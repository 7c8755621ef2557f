//! Rows of the administrative configuration store.

use chrono::{DateTime, Utc};
use serde::{Deserialize, Serialize};

/// Name of the single relation supaforge is allowed to create or modify.
pub const CONFIG_TABLE: &str = "tool_configurations";

/// Schema that holds [`CONFIG_TABLE`].
pub const CONFIG_SCHEMA: &str = "public";

/// One stored, versioned tool configuration.
///
/// At most one row per `email` has `is_active = true`; versions per email
/// only ever increase.
#[derive(Debug, Clone, PartialEq, Serialize, Deserialize)]
pub struct ConfigurationRow {
    pub id: i64,
    pub email: String,
    #[serde(default)]
    pub project_name: Option<String>,
    pub version: i32,
    /// Serialized `{"tools": [...]}` payload.
    pub tools: serde_json::Value,
    pub is_active: bool,
    pub created_at: DateTime<Utc>,
    pub updated_at: DateTime<Utc>,
}
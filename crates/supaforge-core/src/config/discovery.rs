//! Discovery configuration.

use serde::{Deserialize, Serialize};

/// Settings for discovery providers.
#[derive(Debug, Clone, PartialEq, Eq, Serialize, Deserialize)]
pub struct DiscoveryConfig {
    /// Schemas to introspect.
    #[serde(default = "default_schemas")]
    pub schemas: Vec<String>,

    /// Case-insensitive regular expressions; a column whose name matches any
    /// of them is reported as sensitive.
    #[serde(default = "default_sensitive_patterns")]
    pub sensitive_patterns: Vec<String>,

    /// Lists longer than this are truncated and the truncation is recorded
    /// as a limitation.
    #[serde(default = "default_max_items")]
    pub max_items: usize,
}

impl Default for DiscoveryConfig {
    fn default() -> Self {
        Self {
            schemas: default_schemas(),
            sensitive_patterns: default_sensitive_patterns(),
            max_items: default_max_items(),
        }
    }
}

fn default_schemas() -> Vec<String> {
    vec!["public".to_string()]
}

fn default_sensitive_patterns() -> Vec<String> {
    [
        r"e_?mail",
        r"(^|_)(first_|last_|full_|middle_|display_)?name$",
        r"phone|mobile",
        r"address|street|postal|zip_?code",
        r"passw(or)?d|secret|token|api_?key",
        r"ssn|social_security|tax_id|passport",
        r"birth|dob",
    ]
    .into_iter()
    .map(String::from)
    .collect()
}

fn default_max_items() -> usize {
    200
}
- - -
# [TASK PROMPT]
Pull from the data each line where the string "public" turns up.

# [RESULT FOR THIS TASK]
pub const CONFIG_SCHEMA: &str = "public";
    vec!["public".to_string()]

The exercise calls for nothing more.